The plurality of steps 10 on fixed portion 102 of ladders 100, 100A, 100B are stationary and remain available at all times to users wishing to exit a bathing enclosure. The moveable portion 104 includes a moveable ladder 2 moveable between a safety configuration shown in FIGS. 1, 8 and a ladder configuration shown in FIG. 9. More particularly, when in the ladder configuration most clearly illustrated in FIG. 9, the ladder steps 24 are lowered and generally parallel to the ground so as to be positioned to receive a user's foot and provide ample purchase as the user ascends moveable portion 104. However, when in the safety configuration illustrated in at least FIGS. 1 and 8, the ladder steps 24 of moveable ladder 2 are positioned further up on uprights 3 and elevated away from the ground by a distance sufficient to prevent a typical user from reaching the first ladder step 24 from the ground. Thus, when ladder 100, 100A, 100B is in the safety configuration, a user is not able to gain purchase with his/her foot on any of the steps due to the height at which ladder steps 24 are positioned and therefore cannot use ladder 100, 100A, 100B to enter the bathing enclosure. In an exemplary embodiment, the height of the first ladder step 24 is spaced vertically from the ground between about 3 feet and about 5 feet when ladder 100, 100A, 100B is in the safety configuration. Thus, in such exemplary embodiment, the first ladder step 24 may be at about the same vertical position at the upper edge of the pool or spa wall to which ladder 100, 100A, 100B is applied.
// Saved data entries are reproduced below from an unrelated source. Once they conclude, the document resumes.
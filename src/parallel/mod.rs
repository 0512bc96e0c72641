//! Messaging layer: the `Comm` trait and its backends.
//!
//! Every rank runs the same program in lock-step. Each collective
//! (`all_reduce_sum_into`, `barrier`) and each `halo_exchange` is a
//! rendezvous: a rank that skips one deadlocks the whole group. Callers must
//! guarantee that all ranks issue the same sequence of collectives.

use crate::error::JfnkError;

pub mod thread_comm;
pub use thread_comm::ThreadComm;

#[cfg(feature = "mpi")]
pub mod mpi_comm;
#[cfg(feature = "mpi")]
pub use mpi_comm::MpiComm;

/// One side of a halo exchange with a single peer.
///
/// `send` is delivered to `peer` tagged with the local rank; `recv` is filled
/// from the message `peer` sent tagged with its own rank.
pub struct HaloTransfer<'a> {
    pub peer: usize,
    pub send: &'a [f64],
    pub recv: &'a mut [f64],
}

pub trait Comm {
    fn rank(&self) -> usize;
    fn size(&self) -> usize;
    fn barrier(&self) -> Result<(), JfnkError>;

    /// Element-wise sum of `buf` across all ranks, in place. Every rank
    /// receives the identical result.
    fn all_reduce_sum_into(&self, buf: &mut [f64]) -> Result<(), JfnkError>;

    fn all_reduce_sum(&self, x: f64) -> Result<f64, JfnkError> {
        let mut buf = [x];
        self.all_reduce_sum_into(&mut buf)?;
        Ok(buf[0])
    }

    /// Create the 2D Cartesian process grid used by the `cart_*` queries and
    /// by `halo_exchange`. `dims` is `[rows, cols]`; axis 0 runs south to north.
    fn create_cartesian(&mut self, dims: [usize; 2], periodic: [bool; 2]) -> Result<(), JfnkError>;

    /// Grid coordinates `[row, col]` of `rank`.
    fn cart_coords(&self, rank: usize) -> Result<[usize; 2], JfnkError>;

    /// Rank at grid coordinates `[row, col]`.
    fn cart_rank(&self, coords: [usize; 2]) -> Result<usize, JfnkError>;

    /// Shift along `axis` by `disp`: `(source, destination)`, `None` past an
    /// open (non-periodic) edge.
    fn cart_shift(&self, axis: usize, disp: i64) -> Result<(Option<usize>, Option<usize>), JfnkError>;

    /// Post a non-blocking receive and send for every transfer, run `overlap`
    /// while they are in flight, then wait for all of them. Receive buffers
    /// must not be read before this returns.
    fn halo_exchange<F: FnOnce()>(
        &self,
        transfers: &mut [HaloTransfer<'_>],
        overlap: F,
    ) -> Result<(), JfnkError>;
}

/// Row-major Cartesian layout, the ordering MPI uses without reordering.
#[derive(Clone, Copy, Debug, PartialEq, Eq)]
pub struct CartesianGrid {
    pub dims: [usize; 2],
    pub periodic: [bool; 2],
}

impl CartesianGrid {
    pub fn new(dims: [usize; 2], periodic: [bool; 2], size: usize) -> Result<Self, JfnkError> {
        if dims[0] == 0 || dims[1] == 0 {
            return Err(JfnkError::InvalidTopology(format!(
                "Cartesian dimensions must be positive, got {dims:?}"
            )));
        }
        if dims[0] * dims[1] != size {
            return Err(JfnkError::InvalidTopology(format!(
                "Cartesian dimensions {dims:?} do not match {size} processes"
            )));
        }
        Ok(Self { dims, periodic })
    }

    pub fn size(&self) -> usize {
        self.dims[0] * self.dims[1]
    }

    pub fn coords(&self, rank: usize) -> Result<[usize; 2], JfnkError> {
        if rank >= self.size() {
            return Err(JfnkError::InvalidTopology(format!(
                "rank {rank} outside a grid of {} processes",
                self.size()
            )));
        }
        Ok([rank / self.dims[1], rank % self.dims[1]])
    }

    pub fn rank(&self, coords: [usize; 2]) -> Result<usize, JfnkError> {
        if coords[0] >= self.dims[0] || coords[1] >= self.dims[1] {
            return Err(JfnkError::InvalidTopology(format!(
                "coordinates {coords:?} outside grid {:?}",
                self.dims
            )));
        }
        Ok(coords[0] * self.dims[1] + coords[1])
    }

    pub fn shift(
        &self,
        rank: usize,
        axis: usize,
        disp: i64,
    ) -> Result<(Option<usize>, Option<usize>), JfnkError> {
        if axis > 1 {
            return Err(JfnkError::InvalidTopology(format!(
                "axis {axis} out of range for a 2D grid"
            )));
        }
        let coords = self.coords(rank)?;
        let step = |d: i64| -> Result<Option<usize>, JfnkError> {
            let extent = self.dims[axis] as i64;
            let mut c = coords[axis] as i64 + d;
            if self.periodic[axis] {
                c = c.rem_euclid(extent);
            } else if c < 0 || c >= extent {
                return Ok(None);
            }
            let mut moved = coords;
            moved[axis] = c as usize;
            self.rank(moved).map(Some)
        };
        Ok((step(-disp)?, step(disp)?))
    }
}

/// Size the global rayon pool used by the interior stencil sweep.
/// `None` uses one thread per logical CPU. Has no effect once the pool exists.
#[cfg(feature = "rayon")]
pub fn init_thread_pool(threads: Option<usize>) {
    rayon::ThreadPoolBuilder::new()
        .num_threads(threads.unwrap_or_else(num_cpus::get))
        .build_global()
        .ok();
}
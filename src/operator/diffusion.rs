//! Nonlinear diffusion residual with overlapped halo exchange.
//!
//! For every local point the residual is
//!
//! ```text
//! S = -(4 + alpha) U + U_south + U_north + U_west + U_east
//!     + beta U (1 - U) + alpha x_old
//! ```
//!
//! Neighbor values outside the local rectangle come from the halo receive
//! buffers when a neighbor rank exists; on a global boundary side the term is
//! dropped (open boundary).
//!
//! An evaluation posts the halo sends/receives, sweeps the strictly interior
//! points while the messages are in flight, waits, and only then computes the
//! edge strips and corners. The result does not depend on how much of the
//! interior sweep actually overlapped the communication.

use crate::core::{Field, NonlinearOperator};
use crate::domain::{Direction, GridDiscretization, HaloBuffers, ProcessSubdomain};
use crate::error::JfnkError;
use crate::parallel::Comm;
use crate::utils::RunStatistics;

/// Flops charged per strictly interior point.
pub const FLOPS_INTERIOR: u64 = 12;
/// Flops charged per boundary point, corners included.
pub const FLOPS_BOUNDARY: u64 = 11;

/// Flop count of one evaluation over an `nx × ny` subdomain.
pub fn flops_per_evaluation(nx: usize, ny: usize) -> u64 {
    let interior = (nx.saturating_sub(2) * ny.saturating_sub(2)) as u64;
    let boundary = (nx * ny) as u64 - interior;
    FLOPS_INTERIOR * interior + FLOPS_BOUNDARY * boundary
}

#[inline(always)]
fn stencil(u: f64, neighbors: f64, x_old: f64, alpha: f64, beta: f64) -> f64 {
    -(4.0 + alpha) * u + neighbors + beta * u * (1.0 - u) + alpha * x_old
}

/// The residual operator of one rank, borrowing that rank's state.
pub struct DiffusionOperator<'a, C: Comm> {
    comm: &'a C,
    subdomain: &'a ProcessSubdomain,
    discretization: &'a GridDiscretization,
    x_old: &'a Field,
    halo: &'a mut HaloBuffers,
    stats: &'a mut RunStatistics,
}

impl<'a, C: Comm> DiffusionOperator<'a, C> {
    pub fn new(
        comm: &'a C,
        subdomain: &'a ProcessSubdomain,
        discretization: &'a GridDiscretization,
        x_old: &'a Field,
        halo: &'a mut HaloBuffers,
        stats: &'a mut RunStatistics,
    ) -> Self {
        Self {
            comm,
            subdomain,
            discretization,
            x_old,
            halo,
            stats,
        }
    }

    fn check_shape(&self, f: &Field) -> Result<(), JfnkError> {
        if f.nx() != self.subdomain.nx || f.ny() != self.subdomain.ny {
            return Err(JfnkError::ShapeMismatch {
                expected: (self.subdomain.ny, self.subdomain.nx),
                got: (f.ny(), f.nx()),
            });
        }
        Ok(())
    }

    /// s ← F(u). Must be called by every rank together.
    pub fn evaluate(&mut self, u: &Field, s: &mut Field) -> Result<(), JfnkError> {
        self.check_shape(u)?;
        self.check_shape(s)?;
        self.check_shape(self.x_old)?;

        let alpha = self.discretization.alpha;
        let beta = self.discretization.beta;
        let x_old = self.x_old;

        {
            let mut transfers = self.halo.transfers(self.subdomain, u);
            self.comm
                .halo_exchange(&mut transfers, || interior(u, x_old, s, alpha, beta))?;
        }
        boundary(u, x_old, s, self.halo, alpha, beta);

        self.stats
            .add_flops(flops_per_evaluation(self.subdomain.nx, self.subdomain.ny));
        Ok(())
    }
}

impl<C: Comm> NonlinearOperator<Field> for DiffusionOperator<'_, C> {
    fn apply(&mut self, u: &Field, out: &mut Field) -> Result<(), JfnkError> {
        self.evaluate(u, out)
    }
}

/// Rows 1..ny-1, columns 1..nx-1: local data only.
fn interior(u: &Field, x_old: &Field, s: &mut Field, alpha: f64, beta: f64) {
    let (nx, ny) = (u.nx(), u.ny());
    if nx < 3 || ny < 3 {
        return;
    }
    let rows = &mut s.as_mut_slice()[nx..(ny - 1) * nx];

    #[cfg(feature = "rayon")]
    {
        use rayon::prelude::*;
        rows.par_chunks_mut(nx)
            .enumerate()
            .for_each(|(k, out)| interior_row(u, x_old, k + 1, out, alpha, beta));
    }
    #[cfg(not(feature = "rayon"))]
    {
        rows.chunks_mut(nx)
            .enumerate()
            .for_each(|(k, out)| interior_row(u, x_old, k + 1, out, alpha, beta));
    }
}

fn interior_row(u: &Field, x_old: &Field, j: usize, out: &mut [f64], alpha: f64, beta: f64) {
    let nx = u.nx();
    let (south, here, north) = (u.row(j - 1), u.row(j), u.row(j + 1));
    let old = x_old.row(j);
    for i in 1..nx - 1 {
        let neighbors = south[i] + north[i] + here[i - 1] + here[i + 1];
        out[i] = stencil(here[i], neighbors, old[i], alpha, beta);
    }
}

/// Outermost rows and columns, corners included. Reads the halo, so it runs
/// only after the exchange has completed.
fn boundary(u: &Field, x_old: &Field, s: &mut Field, halo: &HaloBuffers, alpha: f64, beta: f64) {
    let (nx, ny) = (u.nx(), u.ny());
    let bnd_n = halo.incoming(Direction::North);
    let bnd_s = halo.incoming(Direction::South);
    let bnd_e = halo.incoming(Direction::East);
    let bnd_w = halo.incoming(Direction::West);

    let mut point = |j: usize, i: usize| {
        let south = if j > 0 { u[(j - 1, i)] } else { bnd_s.map_or(0.0, |b| b[i]) };
        let north = if j + 1 < ny { u[(j + 1, i)] } else { bnd_n.map_or(0.0, |b| b[i]) };
        let west = if i > 0 { u[(j, i - 1)] } else { bnd_w.map_or(0.0, |b| b[j]) };
        let east = if i + 1 < nx { u[(j, i + 1)] } else { bnd_e.map_or(0.0, |b| b[j]) };
        s[(j, i)] = stencil(u[(j, i)], south + north + west + east, x_old[(j, i)], alpha, beta);
    };

    for i in 0..nx {
        point(0, i);
        if ny > 1 {
            point(ny - 1, i);
        }
    }
    for j in 1..ny.saturating_sub(1) {
        point(j, 0);
        if nx > 1 {
            point(j, nx - 1);
        }
    }
}

#[cfg(test)]
mod tests {
    use super::*;
    use crate::parallel::ThreadComm;
    use approx::assert_abs_diff_eq;

    struct Rank {
        comm: ThreadComm,
        disc: GridDiscretization,
        sd: ProcessSubdomain,
        halo: HaloBuffers,
        stats: RunStatistics,
    }

    fn solo(nx: usize, ny: usize, r: f64) -> Rank {
        let disc = GridDiscretization::new(nx, ny, 10, 0.1)
            .unwrap()
            .with_parameters(r, 1.0)
            .unwrap();
        let mut comm = ThreadComm::solo();
        let sd = ProcessSubdomain::build(&mut comm, &disc).unwrap();
        let halo = HaloBuffers::new(&sd);
        Rank {
            comm,
            disc,
            sd,
            halo,
            stats: RunStatistics::default(),
        }
    }

    #[test]
    fn constant_field_closed_form() {
        let c = 0.3;
        let mut rk = solo(6, 5, 0.0);
        let u = Field::filled(6, 5, c);
        let x_old = Field::filled(6, 5, c);
        let mut s = Field::zeros(6, 5);
        DiffusionOperator::new(&rk.comm, &rk.sd, &rk.disc, &x_old, &mut rk.halo, &mut rk.stats)
            .evaluate(&u, &mut s)
            .unwrap();
        for j in 0..5 {
            for i in 0..6 {
                let missing = [j == 0, j == 4, i == 0, i == 5].iter().filter(|&&m| m).count();
                // -(4+a)c + (4-missing)c + a c
                let expected = -(missing as f64) * c;
                assert_abs_diff_eq!(s[(j, i)], expected, epsilon = 1e-12);
            }
        }
    }

    #[test]
    fn reaction_term_on_constant_field() {
        let c = 0.25;
        let mut rk = solo(5, 5, 1000.0);
        let beta = rk.disc.beta;
        let u = Field::filled(5, 5, c);
        let x_old = Field::filled(5, 5, c);
        let mut s = Field::zeros(5, 5);
        DiffusionOperator::new(&rk.comm, &rk.sd, &rk.disc, &x_old, &mut rk.halo, &mut rk.stats)
            .evaluate(&u, &mut s)
            .unwrap();
        assert_abs_diff_eq!(s[(2, 2)], beta * c * (1.0 - c), epsilon = 1e-9);
        assert_abs_diff_eq!(s[(0, 0)], beta * c * (1.0 - c) - 2.0 * c, epsilon = 1e-9);
    }

    #[test]
    fn flop_counter_closed_form() {
        let (nx, ny) = (7, 4);
        let mut rk = solo(nx, ny, 1000.0);
        let u = Field::filled(nx, ny, 0.1);
        let x_old = Field::zeros(nx, ny);
        let mut s = Field::zeros(nx, ny);
        let mut op = DiffusionOperator::new(&rk.comm, &rk.sd, &rk.disc, &x_old, &mut rk.halo, &mut rk.stats);
        op.evaluate(&u, &mut s).unwrap();
        op.evaluate(&u, &mut s).unwrap();
        let one = 12 * (nx as u64 - 2) * (ny as u64 - 2)
            + 11 * 2 * ((nx as u64 - 2) + (ny as u64 - 2))
            + 11 * 4;
        assert_eq!(flops_per_evaluation(nx, ny), one);
        assert_eq!(rk.stats.flops, 2 * one);
    }

    #[test]
    fn thin_subdomains_are_all_boundary() {
        assert_eq!(flops_per_evaluation(1, 5), 11 * 5);
        assert_eq!(flops_per_evaluation(2, 2), 11 * 4);
        let mut rk = solo(2, 1, 0.0);
        let u = Field::from_vec(2, 1, vec![1.0, 2.0]).unwrap();
        let x_old = Field::zeros(2, 1);
        let mut s = Field::zeros(2, 1);
        DiffusionOperator::new(&rk.comm, &rk.sd, &rk.disc, &x_old, &mut rk.halo, &mut rk.stats)
            .evaluate(&u, &mut s)
            .unwrap();
        let a = rk.disc.alpha;
        assert_abs_diff_eq!(s[(0, 0)], -(4.0 + a) * 1.0 + 2.0, epsilon = 1e-12);
        assert_abs_diff_eq!(s[(0, 1)], -(4.0 + a) * 2.0 + 1.0, epsilon = 1e-12);
    }

    #[test]
    fn shape_mismatch_is_rejected() {
        let mut rk = solo(4, 4, 0.0);
        let u = Field::zeros(3, 4);
        let x_old = Field::zeros(4, 4);
        let mut s = Field::zeros(4, 4);
        let err = DiffusionOperator::new(&rk.comm, &rk.sd, &rk.disc, &x_old, &mut rk.halo, &mut rk.stats)
            .evaluate(&u, &mut s);
        assert!(matches!(err, Err(JfnkError::ShapeMismatch { .. })));
        assert_eq!(rk.stats.flops, 0);
    }
}
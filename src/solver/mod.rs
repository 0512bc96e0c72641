//! Nonlinear and linear solvers.
//!
//! [`NewtonSolver`] drives one implicit time step; each of its corrections is
//! a matrix-free [`CgSolver`] solve on the Jacobian of the residual operator.

pub mod cg;
pub use cg::CgSolver;

pub mod newton;
pub use newton::{NewtonSolver, ShiftedOperator};
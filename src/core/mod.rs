//! Field storage and the traits shared by the operator and the solvers.

pub mod field;
pub mod traits;
pub mod wrappers;

pub use field::Field;
pub use traits::{InnerProduct, NonlinearOperator};
pub use wrappers::{DistributedInnerProduct, LocalInnerProduct};
pub mod options;
pub use options::{FD_EPS, SolverOptions};
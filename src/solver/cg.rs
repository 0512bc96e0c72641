//! Matrix-free Conjugate Gradient for the Newton linear systems.
//!
//! The system matrix is the Jacobian of a nonlinear operator `F` at the
//! initial guess `x0`. It is never assembled: every product is the forward
//! difference `J v ≈ (F(x0 + eps·v) − F(x0)) / eps`, so one CG iteration
//! costs one operator evaluation. Dot products and norms go through an
//! [`InnerProduct`], which for distributed fields is a global all-reduce;
//! every rank therefore sees the same scalars and takes the same branches.

use crate::config::FD_EPS;
use crate::core::{Field, InnerProduct, NonlinearOperator};
use crate::error::JfnkError;
use crate::utils::convergence::{Convergence, SolveStats};

/// Working vectors, allocated once with the solver.
#[derive(Clone, Debug)]
struct CgScratch {
    ap: Field,
    r: Field,
    p: Field,
    fx: Field,
    fxold: Field,
    v: Field,
    xold: Field,
}

impl CgScratch {
    fn new(nx: usize, ny: usize) -> Self {
        let z = Field::zeros(nx, ny);
        Self {
            ap: z.clone(),
            r: z.clone(),
            p: z.clone(),
            fx: z.clone(),
            fxold: z.clone(),
            v: z.clone(),
            xold: z,
        }
    }
}

pub struct CgSolver {
    pub conv: Convergence<f64>,
    pub eps: f64,
    scratch: CgScratch,
}

impl CgSolver {
    /// Solver for `nx × ny` local fields.
    pub fn new(nx: usize, ny: usize, tol: f64, max_iters: usize) -> Self {
        Self {
            conv: Convergence::new(tol, max_iters),
            eps: FD_EPS,
            scratch: CgScratch::new(nx, ny),
        }
    }

    pub fn with_eps(mut self, eps: f64) -> Self {
        self.eps = eps;
        self
    }

    /// Solve `J(x0)·x = b` in place, `x` holding `x0` on entry.
    ///
    /// Running out of iterations is not an error: the returned stats carry
    /// `converged == false` and the caller decides what to do. A zero or
    /// non-finite curvature or residual before convergence is a breakdown.
    pub fn solve<O, I>(&mut self, op: &mut O, ip: &I, b: &Field, x: &mut Field) -> Result<SolveStats<f64>, JfnkError>
    where
        O: NonlinearOperator<Field>,
        I: InnerProduct<Field, Scalar = f64>,
    {
        self.scratch.xold.ensure_same_shape(x)?;
        self.scratch.xold.ensure_same_shape(b)?;
        let _span = tracing::debug_span!("cg", n = x.len(), max_iters = self.conv.max_iters).entered();

        let eps = self.eps;
        let eps_inv = 1.0 / eps;
        let CgScratch { ap, r, p, fx, fxold, v, xold } = &mut self.scratch;

        xold.copy_from(x);
        op.apply(xold, fxold)?;
        v.scaled_copy(1.0 + eps, xold);
        op.apply(v, fx)?;

        // r = b - (Fx - Fxold)/eps
        ap.lcomb(eps_inv, fx, -eps_inv, fxold);
        r.lcomb(1.0, b, -1.0, ap);
        p.copy_from(r);

        let mut rold = ip.dot(r, r)?;
        let res0 = rold.sqrt();
        if !res0.is_finite() {
            return Err(JfnkError::Breakdown { iteration: 0, quantity: "initial residual" });
        }
        if self.conv.is_converged(res0) {
            tracing::debug!(iterations = 0, residual = res0, "CG converged");
            return Ok(SolveStats { iterations: 0, final_residual: res0, converged: true });
        }

        let mut stats = SolveStats { iterations: 0, final_residual: res0, converged: false };
        for i in 1..=self.conv.max_iters {
            // Ap = (F(xold + eps p) - F(xold)) / eps
            v.lcomb(1.0, xold, eps, p);
            op.apply(v, fx)?;
            ap.lcomb(eps_inv, fx, -eps_inv, fxold);

            let pap = ip.dot(p, ap)?;
            if pap == 0.0 || !pap.is_finite() {
                return Err(JfnkError::Breakdown { iteration: i, quantity: "p·Ap" });
            }
            let alpha = rold / pap;

            x.axpy(alpha, p);
            r.axpy(-alpha, ap);
            let rnew = ip.dot(r, r)?;
            if !rnew.is_finite() {
                return Err(JfnkError::Breakdown { iteration: i, quantity: "r·r" });
            }

            let (stop, s) = self.conv.check(rnew.sqrt(), i);
            stats = s;
            if stop {
                break;
            }
            if rold == 0.0 {
                return Err(JfnkError::Breakdown { iteration: i, quantity: "r·r of the previous iteration" });
            }
            // p = r + (rnew/rold) p
            p.xpby(r, rnew / rold);
            rold = rnew;
        }

        if stats.converged {
            tracing::debug!(iterations = stats.iterations, residual = stats.final_residual, "CG converged");
        } else {
            tracing::warn!(
                iterations = stats.iterations,
                residual = stats.final_residual,
                tol = self.conv.tol,
                "CG failed to converge"
            );
        }
        Ok(stats)
    }
}
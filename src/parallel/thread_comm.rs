// In-process message passing: one `ThreadComm` per simulated rank.
//
// Ranks are connected by mpsc channels. Sends never block, so posting a send
// is the non-blocking half of an exchange; receives are matched by
// (source, tag) with out-of-order messages parked until asked for. Messages
// between one pair of ranks are delivered in order, as MPI guarantees.

use std::cell::RefCell;
use std::collections::VecDeque;
use std::sync::mpsc::{self, Receiver, Sender};

use super::{CartesianGrid, Comm, HaloTransfer};
use crate::error::JfnkError;

#[derive(Clone, Copy, Debug, PartialEq, Eq)]
enum Tag {
    /// Point-to-point, tagged with the sender's rank.
    Point(usize),
    Reduce,
}

struct Envelope {
    src: usize,
    tag: Tag,
    data: Vec<f64>,
}

pub struct ThreadComm {
    rank: usize,
    size: usize,
    peers: Vec<Sender<Envelope>>,
    inbox: Receiver<Envelope>,
    parked: RefCell<VecDeque<Envelope>>,
    cart: Option<CartesianGrid>,
}

impl ThreadComm {
    /// Create `size` connected ranks. Move each one onto its own thread.
    pub fn world(size: usize) -> Result<Vec<ThreadComm>, JfnkError> {
        if size == 0 {
            return Err(JfnkError::InvalidTopology(
                "a communicator needs at least one process".to_string(),
            ));
        }
        let (senders, receivers): (Vec<_>, Vec<_>) = (0..size).map(|_| mpsc::channel()).unzip();
        Ok(receivers
            .into_iter()
            .enumerate()
            .map(|(rank, inbox)| ThreadComm {
                rank,
                size,
                peers: senders.clone(),
                inbox,
                parked: RefCell::new(VecDeque::new()),
                cart: None,
            })
            .collect())
    }

    /// A single-rank communicator.
    pub fn solo() -> Self {
        let (tx, inbox) = mpsc::channel();
        ThreadComm {
            rank: 0,
            size: 1,
            peers: vec![tx],
            inbox,
            parked: RefCell::new(VecDeque::new()),
            cart: None,
        }
    }

    fn post(&self, dest: usize, tag: Tag, data: Vec<f64>) -> Result<(), JfnkError> {
        let peer = self.peers.get(dest).ok_or_else(|| {
            JfnkError::Comm(format!("rank {dest} outside a world of {}", self.size))
        })?;
        peer.send(Envelope {
            src: self.rank,
            tag,
            data,
        })
        .map_err(|_| JfnkError::Comm(format!("rank {dest} has shut down")))
    }

    fn take(&self, src: usize, tag: Tag) -> Result<Vec<f64>, JfnkError> {
        {
            let mut parked = self.parked.borrow_mut();
            if let Some(pos) = parked.iter().position(|e| e.src == src && e.tag == tag) {
                if let Some(env) = parked.remove(pos) {
                    return Ok(env.data);
                }
            }
        }
        loop {
            let env = self.inbox.recv().map_err(|_| {
                JfnkError::Comm(format!("rank {} lost every peer while waiting", self.rank))
            })?;
            if env.src == src && env.tag == tag {
                return Ok(env.data);
            }
            self.parked.borrow_mut().push_back(env);
        }
    }

    fn grid(&self) -> Result<&CartesianGrid, JfnkError> {
        self.cart.as_ref().ok_or_else(|| {
            JfnkError::InvalidTopology("Cartesian grid has not been created".to_string())
        })
    }
}

impl Comm for ThreadComm {
    fn rank(&self) -> usize {
        self.rank
    }

    fn size(&self) -> usize {
        self.size
    }

    fn barrier(&self) -> Result<(), JfnkError> {
        self.all_reduce_sum_into(&mut [])
    }

    fn all_reduce_sum_into(&self, buf: &mut [f64]) -> Result<(), JfnkError> {
        for dest in 0..self.size {
            self.post(dest, Tag::Reduce, buf.to_vec())?;
        }
        let mut total = vec![0.0; buf.len()];
        // Summing in rank order makes the result bitwise identical everywhere.
        for src in 0..self.size {
            let part = self.take(src, Tag::Reduce)?;
            if part.len() != total.len() {
                return Err(JfnkError::Comm(format!(
                    "reduction length mismatch: rank {src} sent {}, expected {}",
                    part.len(),
                    total.len()
                )));
            }
            for (t, p) in total.iter_mut().zip(part) {
                *t += p;
            }
        }
        buf.copy_from_slice(&total);
        Ok(())
    }

    fn create_cartesian(&mut self, dims: [usize; 2], periodic: [bool; 2]) -> Result<(), JfnkError> {
        self.cart = Some(CartesianGrid::new(dims, periodic, self.size)?);
        Ok(())
    }

    fn cart_coords(&self, rank: usize) -> Result<[usize; 2], JfnkError> {
        self.grid()?.coords(rank)
    }

    fn cart_rank(&self, coords: [usize; 2]) -> Result<usize, JfnkError> {
        self.grid()?.rank(coords)
    }

    fn cart_shift(&self, axis: usize, disp: i64) -> Result<(Option<usize>, Option<usize>), JfnkError> {
        self.grid()?.shift(self.rank, axis, disp)
    }

    fn halo_exchange<F: FnOnce()>(
        &self,
        transfers: &mut [HaloTransfer<'_>],
        overlap: F,
    ) -> Result<(), JfnkError> {
        for t in transfers.iter() {
            self.post(t.peer, Tag::Point(self.rank), t.send.to_vec())?;
        }
        overlap();
        for t in transfers.iter_mut() {
            let data = self.take(t.peer, Tag::Point(t.peer))?;
            if data.len() != t.recv.len() {
                return Err(JfnkError::Comm(format!(
                    "halo from rank {} has {} values, expected {}",
                    t.peer,
                    data.len(),
                    t.recv.len()
                )));
            }
            t.recv.copy_from_slice(&data);
        }
        Ok(())
    }
}
//! Python bindings for mathtext

use mathtext::diagnostics::{check_math, format_diagnostics};
use mathtext::ConvertOptions;
use pyo3::exceptions::PyValueError;
use pyo3::prelude::*;

/// Convert math source to math text.
#[pyfunction]
#[pyo3(signature = (source, preserve_layout = false, ascii = false, max_fraction_passes = 16))]
fn convert(
    source: &str,
    preserve_layout: bool,
    ascii: bool,
    max_fraction_passes: usize,
) -> PyResult<String> {
    let mut options = ConvertOptions::new()
        .with_max_fraction_passes(max_fraction_passes)
        .map_err(|e| PyValueError::new_err(e.to_string()))?;
    options.preserve_layout = preserve_layout;
    options.unicode_scripts = !ascii;
    Ok(mathtext::convert_with_options(source, &options))
}

/// Convert and return `(text, warnings)`.
#[pyfunction]
fn convert_with_warnings(source: &str) -> (String, Vec<String>) {
    let output = mathtext::convert_with_diagnostics(source, &ConvertOptions::default());
    let warnings = output.warnings.iter().map(|w| w.to_string()).collect();
    (output.content, warnings)
}

/// Check math source and return a formatted report.
#[pyfunction]
fn check(source: &str) -> String {
    format_diagnostics(&check_math(source), false)
}

#[pymodule]
fn _native(m: &Bound<'_, PyModule>) -> PyResult<()> {
    m.add_function(wrap_pyfunction!(convert, m)?)?;
    m.add_function(wrap_pyfunction!(convert_with_warnings, m)?)?;
    m.add_function(wrap_pyfunction!(check, m)?)?;
    m.add("__version__", env!("CARGO_PKG_VERSION"))?;
    Ok(())
}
Moveable ladder 2 includes rods 23 and a plurality of ladder steps 24 spanning the gap between rods 23. The bottom of rod 23 is provided with a leg or leg portion 231 sized to establish an appropriate vertical distance between the ground and the first ladder step 24 when moveable ladder 2 is in the lowered, ladder configuration (FIG. 9). Moveable ladder 2 further includes a first connector 21 and a plurality of second connectors 22, where the first connector 21 and the second connector 22 are respectively provided with connecting holes 211 (FIG. 3) which receive a respective rod 23 of moveable ladder 2 as shown in FIG. 6. Connectors 21, 22 are also provided with a groove 212 (FIG. 3) that receives a respective upright 3 (FIG. 6). Opening groove 212 is provided with a set of pulleys 213 disposed on either side of upright 3 when assembled, so that first connector 21 and second connector 22 can slide freely along upright 3 while also being captured upon upright 3 by the hourglass-shape of the outer surfaces of the pulleys 213. The first connector 21 differs from the second connector 22 in that it is also provided with a perforation 214 for connection with traction device 8 (FIG. 1), where first connector 21 is fixed to the lower part of a respective rod 23, the second connector 22 is fixed to the middle part of the respective rod 23 as shown in FIG. 1.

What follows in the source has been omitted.